In the midst of this season of sickness and death, of suffering and hardships of so many kinds, the world is in more need than ever of the witness of faithful Christians to the hope and joy of the Resurrection of Christ. As Orthodox Christians, we have been given so much: and now, according to the word of the Lord, much is therefore being required. So let us strive with all our hearts to make a new beginning this Great Lent in prayer and repentance, so that our hearts will become vessels of the Holy Spirit and thus able to shine as beacons of grace and truth to all we meet, drawing all men and women to shout alongside us on Pascha night: “Christ is Risen! Truly, He is Risen!”
Thank you for this good word, Father Gabriel.
Glory to God, Father! Many thanks for his focus!
“And just as we penitentially fast from the joy of the Divine Liturgy during the weekdays of Great Lent” How is this really happening when we have pre-sanctified liturgies to attend during Lent? Where I live there are no regular weekday Liturgies, except for the pre-sanctified liturgies during Lent, so it seems like the exact opposite of fasting because you get to go to more weekday liturgies, not less. Thank you for any clarification you can provide!
This is an unfortunate side effect of the poverty of liturgical life in modern Orthodoxy (at least in the West, I don’t know precisely how things are in more traditionally Orthodox countries). The ancient “standard” of liturgical practice was to serve the Divine Liturgy every day, although nowadays (again, at least in the West) this is almost never done other than at some monasteries. But it was in the context of this ancient standard that the Lenten practice of penitentially abstaining from serving the Divine Liturgy on weekdays came into being. Since the Divine Liturgy of St. John Chrysostom is such a joyful celebration, it is not in keeping with the penitential character of the Lenten weekday services. Nevertheless, seeing that it was not good for Christians struggling ascetically to go an entire week (!) without receiving the Holy Mysteries, the Church instituted the practice of serving the much more somber Liturgy of the Presanctified Gifts in order to allow the faithful to receive strength in their spiritual warfare from the communion of the Holy Mysteries during the week.

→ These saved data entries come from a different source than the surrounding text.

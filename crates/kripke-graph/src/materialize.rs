//! Materialization of an abstract enumerator into static storage.
//!
//! The pass walks a frontier of dense node indices: initial nodes seed
//! the highest index seen, processing a node may discover successors
//! beyond it, and the pass ends when the index range is exhausted. No
//! explicit work queue exists. Deterministic models fill a [`FlatStore`];
//! nondeterministic models fill a [`TwoLayerStore`], materializing each
//! state's choice nodes immediately after the state so the implicit
//! contiguous choice range holds by construction.

use crate::adjacency::{Adjacency, FlatStore, TwoLayerStore};
use crate::bitset::NodeSet;
use crate::error::{GraphError, GraphResult};
use crate::explorer::{AttributeDecl, Explorer};
use crate::property::{Attributed, Overlay, WEIGHT};
use crate::Node;
use kripke_values::Value;
use memory_stats::memory_stats;
use smallvec::SmallVec;
use std::sync::atomic::{AtomicBool, AtomicUsize, Ordering};
use std::sync::Arc;
use std::thread;
use std::time::{Duration, Instant};
use tracing::{debug, info};

/// Returns current process memory usage in MB, or None if unavailable.
fn current_memory_mb() -> Option<usize> {
    memory_stats().map(|stats| stats.physical_mem / (1024 * 1024))
}

/// Materialization options.
#[derive(Debug, Clone)]
pub struct MaterializeOptions {
    /// Sampling interval of the background progress reporter; None
    /// disables it. The reporter only reads a counter and is purely
    /// observational.
    pub progress_interval: Option<Duration>,
    /// Shrink growth-mode arrays to exact size after a successful pass.
    pub trim: bool,
}

impl Default for MaterializeOptions {
    fn default() -> Self {
        Self {
            progress_interval: None,
            trim: true,
        }
    }
}

/// The store produced by [`materialize`], layout chosen by the
/// enumerator's determinism.
#[derive(Debug, Clone)]
pub enum MaterializedGraph {
    Flat(FlatStore),
    TwoLayer(TwoLayerStore),
}

impl MaterializedGraph {
    pub fn as_flat(&self) -> Option<&FlatStore> {
        match self {
            MaterializedGraph::Flat(store) => Some(store),
            MaterializedGraph::TwoLayer(_) => None,
        }
    }

    pub fn as_two_layer(&self) -> Option<&TwoLayerStore> {
        match self {
            MaterializedGraph::Flat(_) => None,
            MaterializedGraph::TwoLayer(store) => Some(store),
        }
    }

    fn trim(&mut self) {
        match self {
            MaterializedGraph::Flat(store) => store.trim(),
            MaterializedGraph::TwoLayer(store) => store.trim(),
        }
    }
}

impl Adjacency for MaterializedGraph {
    fn num_nodes(&self) -> usize {
        match self {
            MaterializedGraph::Flat(store) => store.num_nodes(),
            MaterializedGraph::TwoLayer(store) => store.num_nodes(),
        }
    }

    fn num_edges(&self) -> usize {
        match self {
            MaterializedGraph::Flat(store) => store.num_edges(),
            MaterializedGraph::TwoLayer(store) => store.num_edges(),
        }
    }

    fn out_degree(&self, node: Node) -> GraphResult<usize> {
        match self {
            MaterializedGraph::Flat(store) => store.out_degree(node),
            MaterializedGraph::TwoLayer(store) => store.out_degree(node),
        }
    }

    fn successor(&self, node: Node, index: usize) -> GraphResult<Node> {
        match self {
            MaterializedGraph::Flat(store) => store.successor(node, index),
            MaterializedGraph::TwoLayer(store) => store.successor(node, index),
        }
    }

    fn initial(&self) -> &NodeSet {
        match self {
            MaterializedGraph::Flat(store) => store.initial(),
            MaterializedGraph::TwoLayer(store) => store.initial(),
        }
    }
}

impl Attributed for MaterializedGraph {
    fn node_attribute_names(&self) -> Vec<String> {
        match self {
            MaterializedGraph::Flat(store) => store.node_attribute_names(),
            MaterializedGraph::TwoLayer(store) => store.node_attribute_names(),
        }
    }

    fn edge_attribute_names(&self) -> Vec<String> {
        match self {
            MaterializedGraph::Flat(store) => store.edge_attribute_names(),
            MaterializedGraph::TwoLayer(store) => store.edge_attribute_names(),
        }
    }

    fn node_value(&self, name: &str, node: Node) -> GraphResult<Value> {
        match self {
            MaterializedGraph::Flat(store) => store.node_value(name, node),
            MaterializedGraph::TwoLayer(store) => store.node_value(name, node),
        }
    }

    fn edge_value(&self, name: &str, node: Node, index: usize) -> GraphResult<Value> {
        match self {
            MaterializedGraph::Flat(store) => store.edge_value(name, node, index),
            MaterializedGraph::TwoLayer(store) => store.edge_value(name, node, index),
        }
    }
}

/// Background sampler of the processed-node counter.
///
/// Reads one atomic and logs a rate estimate; it never touches the store
/// under construction, and any failure inside it is cosmetic.
struct ProgressReporter {
    stop: Arc<AtomicBool>,
    handle: Option<thread::JoinHandle<()>>,
}

impl ProgressReporter {
    fn spawn(interval: Duration, processed: Arc<AtomicUsize>) -> Self {
        let stop = Arc::new(AtomicBool::new(false));
        let stop_flag = Arc::clone(&stop);
        let handle = thread::spawn(move || {
            let mut last = 0usize;
            let mut last_sample = Instant::now();
            while !stop_flag.load(Ordering::Relaxed) {
                thread::park_timeout(interval);
                if stop_flag.load(Ordering::Relaxed) {
                    break;
                }
                let now = processed.load(Ordering::Relaxed);
                let elapsed = last_sample.elapsed().as_secs_f64();
                let rate = if elapsed > 0.0 {
                    (now.saturating_sub(last)) as f64 / elapsed
                } else {
                    0.0
                };
                last = now;
                last_sample = Instant::now();
                let nodes_per_sec = rate.round() as u64;
                match current_memory_mb() {
                    Some(mb) => info!(
                        nodes = now,
                        nodes_per_sec,
                        memory_mb = mb,
                        "materialization progress"
                    ),
                    None => info!(nodes = now, nodes_per_sec, "materialization progress"),
                }
            }
        });
        Self {
            stop,
            handle: Some(handle),
        }
    }

    /// Signal and join the sampler thread. A panicked sampler is logged
    /// and otherwise ignored.
    fn stop(mut self) {
        self.stop.store(true, Ordering::Relaxed);
        if let Some(handle) = self.handle.take() {
            handle.thread().unpark();
            if handle.join().is_err() {
                debug!("progress reporter thread panicked");
            }
        }
    }
}

impl Drop for ProgressReporter {
    fn drop(&mut self) {
        self.stop.store(true, Ordering::Relaxed);
        if let Some(handle) = self.handle.take() {
            handle.thread().unpark();
            let _ = handle.join();
        }
    }
}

But you are right: the modern phenomenon of more frequent weekday Liturgies during Lent than outside of Lent is a historical aberration. According to the rubrics, either the Divine Liturgy of St. John Chrysostom, of St. Basil, or the Liturgy of the Presanctified Gifts is called for on basically every day of the year (the only exception of which I am aware is Holy Friday).
I will note than I am unfortunately not a liturgical expert, and may be mistaken on some of these details – nevertheless this is what I have been taught myself.
Thank you Father!
“And as we ourselves draw closer to God through prayer, so too we will mystically draw closer to one another in Christ, according to the witness of the saints. Such union in Christ is the only possible solution to the loneliness and isolation so many of us now feel.”

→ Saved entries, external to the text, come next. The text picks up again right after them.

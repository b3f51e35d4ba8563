//! DOT-format diagnostic export.
//!
//! Renders a store as `digraph { ... }` with one record per node line and
//! one per edge line, listing registered attributes as `key=value` label
//! fragments. The string-rendering path degrades to the literal `"ERROR"`
//! on any failure instead of propagating; callers who want errors use the
//! writer path.

use crate::adjacency::Adjacency;
use crate::error::{GraphError, GraphResult};
use crate::property::Attributed;
use std::fmt::Write as _;
use std::io;
use tracing::debug;

fn render<G: Attributed>(graph: &G, out: &mut String) -> GraphResult<()> {
    let node_names = graph.node_attribute_names();
    let edge_names = graph.edge_attribute_names();

    out.push_str("digraph {\n");
    for node in 0..graph.num_nodes() as crate::Node {
        out.push_str("  ");
        let _ = write!(out, "{}", node);
        if graph.initial().contains(node) || !node_names.is_empty() {
            out.push_str(" [label=\"");
            let mut first = true;
            if graph.initial().contains(node) {
                out.push_str("initial");
                first = false;
            }
            for name in &node_names {
                let value = graph.node_value(name, node)?;
                if !first {
                    out.push(',');
                }
                let _ = write!(out, "{}={}", name, value);
                first = false;
            }
            out.push_str("\"]");
        }
        out.push_str(";\n");
    }
    for node in 0..graph.num_nodes() as crate::Node {
        for index in 0..graph.out_degree(node)? {
            let target = graph.successor(node, index)?;
            out.push_str("  ");
            let _ = write!(out, "{} -> {}", node, target);
            if !edge_names.is_empty() {
                out.push_str(" [label=\"");
                let mut first = true;
                for name in &edge_names {
                    let value = graph.edge_value(name, node, index)?;
                    if !first {
                        out.push(',');
                    }
                    let _ = write!(out, "{}={}", name, value);
                    first = false;
                }
                out.push_str("\"]");
            }
            out.push_str(";\n");
        }
    }
    out.push_str("}\n");
    Ok(())
}

/// Render `graph` as DOT text. Never fails: any error collapses the
/// output to the literal string `"ERROR"`.
pub fn render_dot<G: Attributed>(graph: &G) -> String {
    let mut out = String::new();
    match render(graph, &mut out) {
        Ok(()) => out,
        Err(error) => {
            debug!(%error, "dot rendering failed");
            "ERROR".to_string()
        }
    }
}

/// Write `graph` as DOT text, propagating failures.
pub fn write_dot<G: Attributed, W: io::Write>(graph: &G, writer: &mut W) -> io::Result<()> {
    let mut out = String::new();
    render(graph, &mut out)
        .map_err(|error: GraphError| io::Error::new(io::ErrorKind::Other, error.to_string()))?;
    writer.write_all(out.as_bytes())
}

#[cfg(test)]
mod tests {
    use super::*;
    use crate::adjacency::FlatStore;
    use crate::property::{Overlay, WEIGHT};
    use kripke_values::{Type, Value};

    fn two_node_store() -> FlatStore {
        let mut store = FlatStore::new();
        store.register_weight(Type::Real).unwrap();
        store
            .register_node_attribute("goal", Overlay::growable(Type::Bool, Value::Bool(false)).unwrap())
            .unwrap();
        store.prepare(0, 1).unwrap();
        store.set_successor(0, 0, 1).unwrap();
        store.set_weight(0, 0, Value::Real(1.0)).unwrap();
        store.prepare(1, 1).unwrap();
        store.set_successor(1, 0, 0).unwrap();
        store.set_weight(1, 0, Value::Real(1.0)).unwrap();
        store.set_node_value("goal", 1, Value::Bool(true)).unwrap();
        store.mark_initial(0);
        store
    }

    #[test]
    fn test_render_two_node_graph() {
        let store = two_node_store();
        let dot = render_dot(&store);
        let expected = "digraph {\n\
                        \x20 0 [label=\"initial,goal=false\"];\n\
                        \x20 1 [label=\"goal=true\"];\n\
                        \x20 0 -> 1 [label=\"weight=1\"];\n\
                        \x20 1 -> 0 [label=\"weight=1\"];\n\
                        }\n";
        assert_eq!(dot, expected);
    }

    #[test]
    fn test_write_dot_matches_render() {
        let store = two_node_store();
        let mut bytes = Vec::new();
        write_dot(&store, &mut bytes).unwrap();
        assert_eq!(String::from_utf8(bytes).unwrap(), render_dot(&store));
    }

    #[test]
    fn test_render_degrades_to_error_string() {
        // A computed overlay over a missing attribute fails on read; the
        // renderer must collapse to the sentinel, not propagate.
        let mut store = two_node_store();
        store
            .register_node_attribute(
                "broken",
                Overlay::computed(
                    Type::Real,
                    kripke_values::Operator::Add,
                    vec!["missing".into(), "missing".into()],
                ),
            )
            .unwrap();
        assert_eq!(render_dot(&store), "ERROR");
    }
}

This reminded me of St. Herman of Alaska’s response when asked if he felt lonely in his isolation on Spruce Island:
“How do you manage to live alone in the forest, Father Herman? Don’t you ever become lonesome?” He answered, “No I am not there alone! God is here, as God is everywhere. The Holy Angels are there. With whom is it better to talk, with people, or with Angels? Most certainly with Angels.”
By his prayers, may we cultivate the same closeness with the Lord, the Mother of God, the saints, and the holy angels. As you say, Father, it’s the only solution in these harrowing times. Thank you for your post.